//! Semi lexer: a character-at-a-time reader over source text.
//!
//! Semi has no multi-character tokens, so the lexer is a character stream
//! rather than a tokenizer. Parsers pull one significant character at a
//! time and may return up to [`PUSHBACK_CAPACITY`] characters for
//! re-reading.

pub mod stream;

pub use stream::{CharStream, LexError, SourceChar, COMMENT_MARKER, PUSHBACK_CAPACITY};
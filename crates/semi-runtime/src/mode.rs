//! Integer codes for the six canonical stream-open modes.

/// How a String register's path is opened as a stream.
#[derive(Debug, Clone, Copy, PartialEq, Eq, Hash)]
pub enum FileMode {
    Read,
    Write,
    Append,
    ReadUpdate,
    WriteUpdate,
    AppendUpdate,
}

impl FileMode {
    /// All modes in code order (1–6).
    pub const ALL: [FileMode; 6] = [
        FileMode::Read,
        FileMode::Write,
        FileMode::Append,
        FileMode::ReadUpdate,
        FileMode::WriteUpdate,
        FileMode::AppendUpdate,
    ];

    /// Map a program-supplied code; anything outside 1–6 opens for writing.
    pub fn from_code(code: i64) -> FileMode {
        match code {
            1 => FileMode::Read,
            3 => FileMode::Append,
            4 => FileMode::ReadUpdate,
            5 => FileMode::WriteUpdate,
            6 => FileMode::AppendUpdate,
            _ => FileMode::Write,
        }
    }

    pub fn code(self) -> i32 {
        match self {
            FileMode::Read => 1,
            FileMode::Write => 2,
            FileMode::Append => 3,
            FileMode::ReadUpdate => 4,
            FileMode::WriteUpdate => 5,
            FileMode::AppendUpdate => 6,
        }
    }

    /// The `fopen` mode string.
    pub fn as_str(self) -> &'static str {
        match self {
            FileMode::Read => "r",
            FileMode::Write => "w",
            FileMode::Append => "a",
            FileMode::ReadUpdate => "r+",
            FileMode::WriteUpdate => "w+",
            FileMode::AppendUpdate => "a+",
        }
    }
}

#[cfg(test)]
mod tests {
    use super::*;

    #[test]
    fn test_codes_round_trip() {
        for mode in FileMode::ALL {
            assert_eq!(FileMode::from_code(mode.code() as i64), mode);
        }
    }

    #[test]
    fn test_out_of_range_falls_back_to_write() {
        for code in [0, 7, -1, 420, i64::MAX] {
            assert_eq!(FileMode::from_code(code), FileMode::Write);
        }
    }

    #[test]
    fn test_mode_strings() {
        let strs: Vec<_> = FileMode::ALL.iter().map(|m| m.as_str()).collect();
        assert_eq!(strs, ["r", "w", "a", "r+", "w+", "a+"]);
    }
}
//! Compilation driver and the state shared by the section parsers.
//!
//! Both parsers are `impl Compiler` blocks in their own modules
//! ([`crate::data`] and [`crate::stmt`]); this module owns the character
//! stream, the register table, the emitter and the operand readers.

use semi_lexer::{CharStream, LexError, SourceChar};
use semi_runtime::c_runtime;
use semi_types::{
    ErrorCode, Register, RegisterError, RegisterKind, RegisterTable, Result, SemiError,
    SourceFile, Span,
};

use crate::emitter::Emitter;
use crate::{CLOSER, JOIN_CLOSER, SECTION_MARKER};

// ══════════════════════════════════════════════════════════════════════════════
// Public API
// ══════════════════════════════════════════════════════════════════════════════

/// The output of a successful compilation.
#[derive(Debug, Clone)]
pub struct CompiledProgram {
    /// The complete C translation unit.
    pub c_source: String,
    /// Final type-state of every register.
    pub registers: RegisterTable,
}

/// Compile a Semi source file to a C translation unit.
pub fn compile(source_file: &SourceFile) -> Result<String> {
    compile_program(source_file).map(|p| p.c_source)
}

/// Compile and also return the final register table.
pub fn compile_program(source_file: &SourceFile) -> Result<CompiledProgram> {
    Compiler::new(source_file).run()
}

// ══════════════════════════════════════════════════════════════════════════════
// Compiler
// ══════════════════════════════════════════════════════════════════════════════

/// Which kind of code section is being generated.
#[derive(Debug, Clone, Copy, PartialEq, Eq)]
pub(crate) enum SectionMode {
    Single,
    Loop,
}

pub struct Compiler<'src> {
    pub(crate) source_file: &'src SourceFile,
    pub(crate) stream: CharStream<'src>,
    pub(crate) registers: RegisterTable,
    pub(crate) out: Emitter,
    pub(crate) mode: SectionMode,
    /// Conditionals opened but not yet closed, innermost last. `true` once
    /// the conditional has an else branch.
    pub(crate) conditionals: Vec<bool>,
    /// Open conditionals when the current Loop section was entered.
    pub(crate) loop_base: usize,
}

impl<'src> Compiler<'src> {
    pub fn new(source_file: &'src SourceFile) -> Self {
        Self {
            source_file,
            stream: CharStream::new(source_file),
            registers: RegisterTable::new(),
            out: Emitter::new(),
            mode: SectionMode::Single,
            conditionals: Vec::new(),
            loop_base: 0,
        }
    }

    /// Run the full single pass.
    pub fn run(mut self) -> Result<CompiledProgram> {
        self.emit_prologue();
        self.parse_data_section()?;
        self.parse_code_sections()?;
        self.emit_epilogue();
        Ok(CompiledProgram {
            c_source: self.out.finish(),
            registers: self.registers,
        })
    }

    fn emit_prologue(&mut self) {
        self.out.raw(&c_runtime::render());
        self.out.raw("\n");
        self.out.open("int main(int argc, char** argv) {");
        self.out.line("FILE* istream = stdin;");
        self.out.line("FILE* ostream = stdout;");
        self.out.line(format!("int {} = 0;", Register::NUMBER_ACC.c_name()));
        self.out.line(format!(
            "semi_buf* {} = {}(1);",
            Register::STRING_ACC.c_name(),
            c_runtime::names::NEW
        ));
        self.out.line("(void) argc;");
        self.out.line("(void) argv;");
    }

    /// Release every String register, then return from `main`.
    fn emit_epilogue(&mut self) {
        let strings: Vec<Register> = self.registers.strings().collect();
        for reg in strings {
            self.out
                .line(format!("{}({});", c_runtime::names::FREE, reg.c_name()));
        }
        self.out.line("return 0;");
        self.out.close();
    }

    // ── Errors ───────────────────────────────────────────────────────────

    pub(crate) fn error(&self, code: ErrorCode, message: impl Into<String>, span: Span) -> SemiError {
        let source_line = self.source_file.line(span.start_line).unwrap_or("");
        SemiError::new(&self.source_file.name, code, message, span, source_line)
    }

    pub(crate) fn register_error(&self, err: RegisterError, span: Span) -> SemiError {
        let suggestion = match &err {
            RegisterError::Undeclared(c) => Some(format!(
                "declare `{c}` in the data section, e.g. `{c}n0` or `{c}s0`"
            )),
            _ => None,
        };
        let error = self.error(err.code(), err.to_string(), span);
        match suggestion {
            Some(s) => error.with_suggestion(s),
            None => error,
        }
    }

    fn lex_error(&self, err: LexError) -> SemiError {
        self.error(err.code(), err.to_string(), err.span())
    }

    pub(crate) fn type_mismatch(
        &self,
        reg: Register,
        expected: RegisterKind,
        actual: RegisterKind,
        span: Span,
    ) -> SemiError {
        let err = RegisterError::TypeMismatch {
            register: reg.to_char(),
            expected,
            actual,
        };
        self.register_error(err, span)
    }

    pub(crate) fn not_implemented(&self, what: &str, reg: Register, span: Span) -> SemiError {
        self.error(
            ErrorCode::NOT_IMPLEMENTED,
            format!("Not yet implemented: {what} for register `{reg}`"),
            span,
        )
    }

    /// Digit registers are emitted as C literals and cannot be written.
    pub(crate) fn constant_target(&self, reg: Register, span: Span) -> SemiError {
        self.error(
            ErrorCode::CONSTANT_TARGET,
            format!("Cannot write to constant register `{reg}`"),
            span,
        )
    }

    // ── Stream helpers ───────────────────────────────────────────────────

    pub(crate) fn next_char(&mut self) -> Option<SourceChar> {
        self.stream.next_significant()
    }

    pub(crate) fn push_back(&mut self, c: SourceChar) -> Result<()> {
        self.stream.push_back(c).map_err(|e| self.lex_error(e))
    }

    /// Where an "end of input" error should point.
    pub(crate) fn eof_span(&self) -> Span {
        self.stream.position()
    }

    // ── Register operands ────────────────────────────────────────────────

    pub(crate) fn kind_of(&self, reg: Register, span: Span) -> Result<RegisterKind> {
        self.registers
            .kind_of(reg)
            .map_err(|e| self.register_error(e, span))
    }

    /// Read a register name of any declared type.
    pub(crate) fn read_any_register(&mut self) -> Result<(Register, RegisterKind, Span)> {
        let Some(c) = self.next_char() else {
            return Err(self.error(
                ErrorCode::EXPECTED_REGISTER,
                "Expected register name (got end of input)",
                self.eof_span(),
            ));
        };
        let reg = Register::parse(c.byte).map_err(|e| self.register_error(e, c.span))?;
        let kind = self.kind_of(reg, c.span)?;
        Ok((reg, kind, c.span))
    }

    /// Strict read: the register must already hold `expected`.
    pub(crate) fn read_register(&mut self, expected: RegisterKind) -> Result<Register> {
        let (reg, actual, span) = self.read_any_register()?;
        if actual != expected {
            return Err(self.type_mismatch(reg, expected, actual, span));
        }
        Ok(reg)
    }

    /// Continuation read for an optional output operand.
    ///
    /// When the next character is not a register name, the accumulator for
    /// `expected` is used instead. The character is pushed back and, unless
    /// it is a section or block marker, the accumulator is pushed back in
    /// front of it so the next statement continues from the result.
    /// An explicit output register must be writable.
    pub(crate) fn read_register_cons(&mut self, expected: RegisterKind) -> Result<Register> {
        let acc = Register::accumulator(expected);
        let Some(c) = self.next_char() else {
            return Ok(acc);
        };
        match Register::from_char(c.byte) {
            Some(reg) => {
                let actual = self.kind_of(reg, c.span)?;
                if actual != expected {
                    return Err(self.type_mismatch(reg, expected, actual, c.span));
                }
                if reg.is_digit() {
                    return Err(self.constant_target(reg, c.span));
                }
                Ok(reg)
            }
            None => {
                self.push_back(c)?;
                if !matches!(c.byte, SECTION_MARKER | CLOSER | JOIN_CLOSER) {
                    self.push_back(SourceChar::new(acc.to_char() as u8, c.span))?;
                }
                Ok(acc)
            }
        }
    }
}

### Task description
Your reply should contain only the number of lines in the entries above with the word "registers".

### Solution to the exercise
7